China is developing plans to expand its pilot carbon trading schemes into more of its key industrial regions, a top climate official said, as the country continues its drive to curb emissions.

China, the world’s biggest emitter of climate-changing gases, has over the past 10 months launched pilot carbon markets in six cities and provinces with a view to rolling out a national market later in the decade.

But the government is already looking at plans to scale up the regional schemes, Su Wei, a senior climate official with the National Development and Reform Commission (NDRC), was cited as saying by state radio.

Su did not specify a timeline, but such steps would significantly broaden the reach of China’s greenhouse gas regulations and bolster its role as the world’s second biggest hub for emissions trading after the European Union.

The northern cities of Beijing and Tianjin currently operate separate carbon markets, but according to Su these could be linked together.

Hebei, a steel-producing province that is one of China’s biggest polluters, could be added to the market along with the provinces of Inner Mongolia and Shanxi, Su said.

In the Yangtze River Delta, manufacturing hubs Jiangsu and Zhejiang could join Shanghai’s CO2 market, while in the south, Guangxi, Hainan and other regions could link up to the Guangdong emissions trading scheme.

However, Su did not mention whether such expansions would be mandatory.
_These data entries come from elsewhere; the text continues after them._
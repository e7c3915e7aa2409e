//! Per-level operation statistics for isolation operations.
//!
//! Each hierarchy level owns one [`LevelStats`] accumulator behind its own
//! mutex, so concurrent requests at different levels never contend. Every
//! record is also forwarded to the `metrics` facade for whatever exporter the
//! host installs.

use std::time::Duration;

use parking_lot::Mutex;
use serde::Serialize;
use tenantscope_core::IsolationLevel;

/// Aggregate statistics for one hierarchy level.
#[derive(Debug, Clone, Copy, PartialEq, Default, Serialize)]
pub struct LevelStats {
    pub operations: u64,
    pub successes: u64,
    pub failures: u64,
    pub min_latency_ms: f64,
    pub max_latency_ms: f64,
    pub avg_latency_ms: f64,
    /// `failures / operations`, 0 when no operation was recorded.
    pub error_rate: f64,
    pub cache_hits: u64,
    pub cache_misses: u64,
    /// `cache_hits / (cache_hits + cache_misses)`, 0 when the cache was never consulted.
    pub hit_rate: f64,
}

impl LevelStats {
    #[allow(clippy::cast_precision_loss)]
    fn record(&mut self, latency_ms: f64, success: bool) {
        self.operations += 1;
        if success {
            self.successes += 1;
        } else {
            self.failures += 1;
        }
        if self.operations == 1 {
            self.min_latency_ms = latency_ms;
            self.max_latency_ms = latency_ms;
        } else {
            self.min_latency_ms = self.min_latency_ms.min(latency_ms);
            self.max_latency_ms = self.max_latency_ms.max(latency_ms);
        }
        self.avg_latency_ms += (latency_ms - self.avg_latency_ms) / self.operations as f64;
        self.error_rate = self.failures as f64 / self.operations as f64;
    }

    #[allow(clippy::cast_precision_loss)]
    fn record_cache(&mut self, hit: bool) {
        if hit {
            self.cache_hits += 1;
        } else {
            self.cache_misses += 1;
        }
        self.hit_rate = self.cache_hits as f64 / (self.cache_hits + self.cache_misses) as f64;
    }
}

/// Shared per-level statistics, one accumulator per [`IsolationLevel`].
#[derive(Debug, Default)]
pub struct IsolationMetrics {
    levels: [Mutex<LevelStats>; 4],
}

impl IsolationMetrics {
    #[must_use]
    pub fn new() -> Self {
        Self::default()
    }

    /// Records one operation at `level`.
    pub fn record_operation(&self, level: IsolationLevel, latency: Duration, success: bool) {
        let latency_ms = latency.as_secs_f64() * 1_000.0;
        self.levels[level.index()].lock().record(latency_ms, success);

        let outcome = if success { "success" } else { "failure" };
        metrics::counter!(
            "tenantscope_isolation_operations_total",
            "level" => level.as_str(),
            "outcome" => outcome
        )
        .increment(1);
        metrics::histogram!("tenantscope_isolation_latency_ms", "level" => level.as_str())
            .record(latency_ms);
    }

    /// Records one key-cache lookup at `level`.
    pub fn record_cache(&self, level: IsolationLevel, hit: bool) {
        self.levels[level.index()].lock().record_cache(hit);
        let result = if hit { "hit" } else { "miss" };
        metrics::counter!(
            "tenantscope_isolation_cache_total",
            "level" => level.as_str(),
            "result" => result
        )
        .increment(1);
    }

    /// Copy of the current statistics for `level`.
    #[must_use]
    pub fn snapshot(&self, level: IsolationLevel) -> LevelStats {
        *self.levels[level.index()].lock()
    }

    /// Copies of every level's statistics, shallowest first.
    #[must_use]
    pub fn snapshot_all(&self) -> Vec<(IsolationLevel, LevelStats)> {
        IsolationLevel::ALL
            .iter()
            .map(|level| (*level, self.snapshot(*level)))
            .collect()
    }

    /// Reinitializes every level.
    ///
    /// All level locks are held together so no reader sees a partially reset set.
    pub fn reset_stats(&self) {
        let mut guards: Vec<_> = self.levels.iter().map(Mutex::lock).collect();
        for stats in &mut guards {
            **stats = LevelStats::default();
        }
        tracing::debug!("isolation stats reset");
    }
}

#[cfg(test)]
mod tests {
    use std::sync::Arc;

    use super::*;

    #[test]
    fn streaming_average_and_bounds() {
        let metrics = IsolationMetrics::new();
        for ms in [10, 20, 30] {
            metrics.record_operation(IsolationLevel::Tenant, Duration::from_millis(ms), true);
        }
        let stats = metrics.snapshot(IsolationLevel::Tenant);
        assert_eq!(stats.operations, 3);
        assert_eq!(stats.successes, 3);
        assert!((stats.avg_latency_ms - 20.0).abs() < 1e-9);
        assert!((stats.min_latency_ms - 10.0).abs() < 1e-9);
        assert!((stats.max_latency_ms - 30.0).abs() < 1e-9);
        assert!(stats.error_rate.abs() < f64::EPSILON);
    }

    #[test]
    fn error_rate_tracks_failures() {
        let metrics = IsolationMetrics::new();
        metrics.record_operation(IsolationLevel::User, Duration::ZERO, true);
        metrics.record_operation(IsolationLevel::User, Duration::ZERO, false);
        metrics.record_operation(IsolationLevel::User, Duration::ZERO, false);
        metrics.record_operation(IsolationLevel::User, Duration::ZERO, true);
        let stats = metrics.snapshot(IsolationLevel::User);
        assert_eq!(stats.failures, 2);
        assert!((stats.error_rate - 0.5).abs() < 1e-9);
    }

    #[test]
    fn levels_are_independent() {
        let metrics = IsolationMetrics::new();
        metrics.record_operation(IsolationLevel::Organization, Duration::ZERO, true);
        assert_eq!(metrics.snapshot(IsolationLevel::Organization).operations, 1);
        assert_eq!(metrics.snapshot(IsolationLevel::Department).operations, 0);
    }

    #[test]
    fn cache_hit_rate() {
        let metrics = IsolationMetrics::new();
        metrics.record_cache(IsolationLevel::Tenant, false);
        metrics.record_cache(IsolationLevel::Tenant, true);
        metrics.record_cache(IsolationLevel::Tenant, true);
        metrics.record_cache(IsolationLevel::Tenant, true);
        let stats = metrics.snapshot(IsolationLevel::Tenant);
        assert_eq!(stats.cache_hits, 3);
        assert_eq!(stats.cache_misses, 1);
        assert!((stats.hit_rate - 0.75).abs() < 1e-9);
    }

    #[test]
    fn reset_clears_all_levels() {
        let metrics = IsolationMetrics::new();
        for level in IsolationLevel::ALL {
            metrics.record_operation(level, Duration::from_millis(1), false);
            metrics.record_cache(level, true);
        }
        metrics.reset_stats();
        for (_, stats) in metrics.snapshot_all() {
            assert_eq!(stats, LevelStats::default());
        }
    }

    #[tokio::test(flavor = "multi_thread", worker_threads = 4)]
    async fn concurrent_increments_are_not_lost() {
        let metrics = Arc::new(IsolationMetrics::new());
        let mut tasks = Vec::new();
        for _ in 0..8 {
            let metrics = Arc::clone(&metrics);
            tasks.push(tokio::spawn(async move {
                for _ in 0..500 {
                    metrics.record_operation(IsolationLevel::Department, Duration::ZERO, true);
                }
            }));
        }
        for task in tasks {
            task.await.unwrap();
        }
        assert_eq!(metrics.snapshot(IsolationLevel::Department).operations, 4_000);
    }
}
A number of cities in eastern China, such as Hangzhou and Suzhou, have announced plans to set up their own CO2 markets.

The three regions identified by Su account for the majority of China’s greenhouse gas emissions and have been banned by the central government from building new coal-fired power plants.
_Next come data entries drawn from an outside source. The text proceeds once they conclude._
//! Instrumented facade over an [`IsolationStrategy`].
//!
//! Storage and cache collaborators call this instead of the strategy directly:
//! every operation is timed and recorded in [`IsolationMetrics`] at the level
//! of the context it ran for, and multi-level key derivation is fronted by a
//! bounded, shared cache.

use std::sync::Arc;
use std::time::Instant;

use quick_cache::sync::Cache;
use serde_json::Value;
use tenantscope_core::{
    build_strategy, ClockSource, IsolationConfig, IsolationError, IsolationLevel,
    IsolationStrategy, MultiLevelContext, StrategyKind,
};

use super::metrics::IsolationMetrics;
use crate::context::TenantContextManager;
use crate::error::ContextError;

pub struct IsolationService {
    strategy: Arc<dyn IsolationStrategy>,
    metrics: Arc<IsolationMetrics>,
    key_cache: Option<Cache<KeyCacheKey, String>>,
}

impl IsolationService {
    /// Builds the configured strategy and wraps it.
    ///
    /// # Errors
    ///
    /// [`IsolationError::UnsupportedStrategy`] for strategies without an implementation.
    pub fn new(config: &IsolationConfig, clock: Arc<dyn ClockSource>) -> Result<Self, IsolationError> {
        let strategy = build_strategy(config, clock)?;
        Ok(Self::with_strategy(strategy, config.key_cache_capacity))
    }

    /// Wraps an existing strategy. A `key_cache_capacity` of 0 disables caching.
    #[must_use]
    pub fn with_strategy(strategy: Arc<dyn IsolationStrategy>, key_cache_capacity: usize) -> Self {
        let key_cache = (key_cache_capacity > 0).then(|| Cache::new(key_cache_capacity));
        Self {
            strategy,
            metrics: Arc::new(IsolationMetrics::new()),
            key_cache,
        }
    }

    #[must_use]
    pub fn kind(&self) -> StrategyKind {
        self.strategy.kind()
    }

    #[must_use]
    pub fn metrics(&self) -> Arc<IsolationMetrics> {
        Arc::clone(&self.metrics)
    }

    /// Resets the per-level statistics.
    pub fn reset_stats(&self) {
        self.metrics.reset_stats();
    }

    fn observe<T>(
        &self,
        level: IsolationLevel,
        op: impl FnOnce() -> Result<T, IsolationError>,
    ) -> Result<T, IsolationError> {
        let start = Instant::now();
        let result = op();
        self.metrics
            .record_operation(level, start.elapsed(), result.is_ok());
        if let Err(err) = &result {
            tracing::debug!(level = %level, error = %err, "isolation operation failed");
        }
        result
    }

    // -- single level -------------------------------------------------------

    #[must_use]
    pub fn tenant_key(&self, key: &str, tenant_id: &str) -> String {
        let start = Instant::now();
        let out = self.strategy.tenant_key(key, tenant_id);
        self.metrics
            .record_operation(IsolationLevel::Tenant, start.elapsed(), true);
        out
    }

    #[must_use]
    pub fn tenant_namespace(&self, tenant_id: &str) -> String {
        let start = Instant::now();
        let out = self.strategy.tenant_namespace(tenant_id);
        self.metrics
            .record_operation(IsolationLevel::Tenant, start.elapsed(), true);
        out
    }

    #[must_use]
    pub fn isolate_data(&self, data: &Value, tenant_id: &str) -> Value {
        let start = Instant::now();
        let out = self.strategy.isolate_data(data, tenant_id);
        self.metrics
            .record_operation(IsolationLevel::Tenant, start.elapsed(), true);
        out
    }

    /// # Errors
    ///
    /// [`IsolationError::IsolationMismatch`] when the envelope belongs to another tenant.
    pub fn extract_tenant_data(&self, data: &Value, tenant_id: &str) -> Result<Value, IsolationError> {
        self.observe(IsolationLevel::Tenant, || {
            self.strategy.extract_tenant_data(data, tenant_id)
        })
    }

    #[must_use]
    pub fn should_isolate(&self, tenant_id: &str) -> bool {
        self.strategy.should_isolate(tenant_id)
    }

    // -- multi level --------------------------------------------------------

    /// Multi-level key for `key`, served from the key cache when possible.
    ///
    /// # Errors
    ///
    /// As for [`IsolationStrategy::isolation_key`]. Failures are never cached.
    pub fn isolation_key(&self, key: &str, ctx: &MultiLevelContext) -> Result<String, IsolationError> {
        let level = ctx.isolation_level;
        let Some(cache) = &self.key_cache else {
            return self.observe(level, || self.strategy.isolation_key(key, ctx));
        };

        let cache_key = KeyCacheKey::new(key, ctx);
        if let Some(hit) = cache.get(&cache_key) {
            self.metrics.record_cache(level, true);
            return self.observe(level, || Ok(hit));
        }
        self.metrics.record_cache(level, false);
        let derived = self.observe(level, || self.strategy.isolation_key(key, ctx))?;
        cache.insert(cache_key, derived.clone());
        Ok(derived)
    }

    /// # Errors
    ///
    /// As for [`IsolationStrategy::isolation_namespace`].
    pub fn isolation_namespace(&self, ctx: &MultiLevelContext) -> Result<String, IsolationError> {
        self.observe(ctx.isolation_level, || self.strategy.isolation_namespace(ctx))
    }

    /// # Errors
    ///
    /// As for [`IsolationStrategy::isolate_multi_level`].
    pub fn isolate_multi_level(&self, data: &Value, ctx: &MultiLevelContext) -> Result<Value, IsolationError> {
        self.observe(ctx.isolation_level, || {
            self.strategy.isolate_multi_level(data, ctx)
        })
    }

    /// # Errors
    ///
    /// As for [`IsolationStrategy::extract_data`].
    pub fn extract_data(&self, data: &Value, ctx: &MultiLevelContext) -> Result<Value, IsolationError> {
        self.observe(ctx.isolation_level, || self.strategy.extract_data(data, ctx))
    }

    /// Order-preserving batch; the first failing key aborts the whole batch.
    ///
    /// # Errors
    ///
    /// The first error produced by any key.
    pub fn isolation_keys(&self, keys: &[&str], ctx: &MultiLevelContext) -> Result<Vec<String>, IsolationError> {
        keys.iter().map(|key| self.isolation_key(key, ctx)).collect()
    }

    /// Order-preserving batch; the first failing item aborts the whole batch.
    ///
    /// # Errors
    ///
    /// The first error produced by any item.
    pub fn isolate_data_list(&self, items: &[Value], ctx: &MultiLevelContext) -> Result<Vec<Value>, IsolationError> {
        items
            .iter()
            .map(|item| self.isolate_multi_level(item, ctx))
            .collect()
    }

    // -- current boundary ---------------------------------------------------

    /// Key for `key` under the context of the calling task's boundary.
    ///
    /// # Errors
    ///
    /// [`ContextError::NotSet`] without a (live) context, otherwise
    /// [`ContextError::Isolation`] from key derivation.
    pub fn current_isolation_key(
        &self,
        key: &str,
        manager: &TenantContextManager,
    ) -> Result<String, ContextError> {
        let ctx = manager.effective_context().ok_or(ContextError::NotSet)?;
        Ok(self.isolation_key(key, &ctx)?)
    }

    /// Envelope for `data` under the context of the calling task's boundary.
    ///
    /// # Errors
    ///
    /// [`ContextError::NotSet`] without a (live) context.
    pub fn isolate_current(
        &self,
        data: &Value,
        manager: &TenantContextManager,
    ) -> Result<Value, ContextError> {
        let ctx = manager.effective_context().ok_or(ContextError::NotSet)?;
        Ok(self.isolate_multi_level(data, &ctx)?)
    }

    /// Business payload of `data`, checked against the current boundary's context.
    ///
    /// # Errors
    ///
    /// [`ContextError::NotSet`] without a (live) context,
    /// [`ContextError::Isolation`] on a mismatching envelope.
    pub fn extract_current(
        &self,
        data: &Value,
        manager: &TenantContextManager,
    ) -> Result<Value, ContextError> {
        let ctx = manager.effective_context().ok_or(ContextError::NotSet)?;
        Ok(self.extract_data(data, &ctx)?)
    }
}

impl std::fmt::Debug for IsolationService {
    fn fmt(&self, f: &mut std::fmt::Formatter<'_>) -> std::fmt::Result {
        f.debug_struct("IsolationService")
            .field("strategy", &self.strategy)
            .field("key_cache", &self.key_cache.as_ref().map(Cache::len))
            .finish_non_exhaustive()
    }
}

/// Every context field that can influence the derived key, plus the key itself.
#[derive(Debug, Clone, PartialEq, Eq, Hash)]
struct KeyCacheKey {
    level: IsolationLevel,
    tenant_id: String,
    organization_id: Option<String>,
    department_id: Option<String>,
    user_id: Option<String>,
    key: String,
}

impl KeyCacheKey {
    fn new(key: &str, ctx: &MultiLevelContext) -> Self {
        Self {
            level: ctx.isolation_level,
            tenant_id: ctx.tenant_id().to_owned(),
            organization_id: ctx.organization_id.clone(),
            department_id: ctx.department_id.clone(),
            user_id: ctx.user_id().map(str::to_owned),
            key: key.to_owned(),
        }
    }
}

#[cfg(test)]
mod tests {
    use chrono::Utc;
    use serde_json::json;
    use tenantscope_core::{SystemClock, TenantContext, TenantScopeConfig};

    use super::*;
    use crate::context::RequestContextStore;

    fn service() -> IsolationService {
        IsolationService::new(&IsolationConfig::default(), Arc::new(SystemClock)).unwrap()
    }

    fn user_ctx() -> MultiLevelContext {
        MultiLevelContext::new("tenant-123", Utc::now())
            .with_organization("org-456")
            .with_department("dept-789")
            .with_user("user-101")
            .with_level(IsolationLevel::User)
    }

    #[test]
    fn unsupported_strategy_is_rejected_at_construction() {
        let config = IsolationConfig {
            strategy: StrategyKind::SchemaPerTenant,
            ..IsolationConfig::default()
        };
        let err = IsolationService::new(&config, Arc::new(SystemClock)).unwrap_err();
        assert!(matches!(err, IsolationError::UnsupportedStrategy(_)));
    }

    #[test]
    fn isolation_key_is_recorded_at_context_level() {
        let svc = service();
        let key = svc.isolation_key("u:1", &user_ctx()).unwrap();
        assert_eq!(
            key,
            "multi:tenant:tenant-123:org:org-456:dept:dept-789:user:user-101:u:1"
        );
        let stats = svc.metrics().snapshot(IsolationLevel::User);
        assert_eq!(stats.operations, 1);
        assert_eq!(stats.successes, 1);
        assert_eq!(svc.metrics().snapshot(IsolationLevel::Tenant).operations, 0);
    }

    #[test]
    fn repeated_keys_hit_the_cache() {
        let svc = service();
        let first = svc.isolation_key("k", &user_ctx()).unwrap();
        let second = svc.isolation_key("k", &user_ctx()).unwrap();
        assert_eq!(first, second);
        let stats = svc.metrics().snapshot(IsolationLevel::User);
        assert_eq!(stats.cache_misses, 1);
        assert_eq!(stats.cache_hits, 1);
        assert!((stats.hit_rate - 0.5).abs() < 1e-9);
    }

    #[test]
    fn cache_distinguishes_scope() {
        let svc = service();
        let user = svc.isolation_key("k", &user_ctx()).unwrap();
        let dept_ctx = MultiLevelContext {
            base: TenantContext {
                user_id: None,
                ..user_ctx().base
            },
            ..user_ctx()
        }
        .with_level(IsolationLevel::Department);
        let dept = svc.isolation_key("k", &dept_ctx).unwrap();
        assert_ne!(user, dept);
    }

    #[test]
    fn cache_never_serves_a_key_to_a_differently_shaped_context() {
        let svc = service();
        let org_in_key = MultiLevelContext::new("acme", Utc::now()).with_organization("ops");
        assert_eq!(
            svc.isolation_key("\u{1f}k", &org_in_key).unwrap(),
            "multi:tenant:acme:\u{1f}k"
        );

        let smuggled = MultiLevelContext::new("acme\u{1f}ops", Utc::now());
        assert!(matches!(
            svc.isolation_key("k", &smuggled),
            Err(IsolationError::InvalidId(_))
        ));
        let stats = svc.metrics().snapshot(IsolationLevel::Tenant);
        assert_eq!(stats.cache_hits, 0);
        assert_eq!(stats.cache_misses, 2);
        assert_eq!(stats.failures, 1);
    }

    #[test]
    fn disabled_cache_never_records_lookups() {
        let strategy = build_strategy(&IsolationConfig::default(), Arc::new(SystemClock)).unwrap();
        let svc = IsolationService::with_strategy(strategy, 0);
        svc.isolation_key("k", &user_ctx()).unwrap();
        svc.isolation_key("k", &user_ctx()).unwrap();
        let stats = svc.metrics().snapshot(IsolationLevel::User);
        assert_eq!(stats.operations, 2);
        assert_eq!(stats.cache_hits + stats.cache_misses, 0);
    }

    #[test]
    fn failures_are_counted_and_not_cached() {
        let config = IsolationConfig {
            max_key_length: 10,
            ..IsolationConfig::default()
        };
        let svc = IsolationService::new(&config, Arc::new(SystemClock)).unwrap();
        assert!(svc.isolation_key("k", &user_ctx()).is_err());
        assert!(svc.isolation_key("k", &user_ctx()).is_err());
        let stats = svc.metrics().snapshot(IsolationLevel::User);
        assert_eq!(stats.failures, 2);
        assert_eq!(stats.cache_misses, 2);
        assert!((stats.error_rate - 1.0).abs() < 1e-9);
    }

    #[test]
    fn tenant_mismatch_counts_as_failure() {
        let svc = service();
        let sealed = svc.isolate_data(&json!({"a": 1}), "t1");
        assert!(svc.extract_tenant_data(&sealed, "t2").is_err());
        let stats = svc.metrics().snapshot(IsolationLevel::Tenant);
        assert_eq!(stats.operations, 2);
        assert_eq!(stats.failures, 1);
    }

    #[test]
    fn batch_aborts_on_first_failure() {
        let config = IsolationConfig {
            max_key_length: 70,
            ..IsolationConfig::default()
        };
        let svc = IsolationService::new(&config, Arc::new(SystemClock)).unwrap();
        let long = "z".repeat(32);
        let err = svc
            .isolation_keys(&["a", long.as_str(), "b"], &user_ctx())
            .unwrap_err();
        assert!(matches!(err, IsolationError::KeyTooLong { .. }));
    }

    #[test]
    fn reset_stats_clears_metrics() {
        let svc = service();
        svc.tenant_key("k", "t1");
        svc.reset_stats();
        assert_eq!(svc.metrics().snapshot(IsolationLevel::Tenant).operations, 0);
    }

    #[test]
    fn current_context_helpers_use_boundary() {
        let svc = service();
        let manager = TenantContextManager::new(
            Arc::new(TenantScopeConfig::default()),
            Arc::new(SystemClock),
        );
        assert_eq!(
            svc.current_isolation_key("k", &manager).unwrap_err(),
            ContextError::NotSet
        );

        RequestContextStore::run_sync(|| {
            manager
                .set_context(TenantContext::new("tenant-123", Utc::now()))
                .unwrap();
            assert_eq!(
                svc.current_isolation_key("user:456", &manager).unwrap(),
                "multi:tenant:tenant-123:user:456"
            );

            let sealed = svc.isolate_current(&json!({"v": 1}), &manager).unwrap();
            assert_eq!(sealed["_tenantId"], "tenant-123");
            assert_eq!(svc.extract_current(&sealed, &manager).unwrap(), json!({"v": 1}));
        });
    }
}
The country’s worsening air quality has been near the top of the list of concerns of China’s leaders, anxious to douse potential unrest as a more affluent urban population turns against a growth-at-all-costs economic model.

China has pledged to cut its greenhouse gas emissions per unit of GDP by 40 to 45 per cent from 2005 levels by 2020, and is weighing options for a longer-term target to bring into UN-led climate negotiations.

Officials have said they aim to finalize a first draft plan for a national emissions market in October, but it remains unclear when it could be introduced.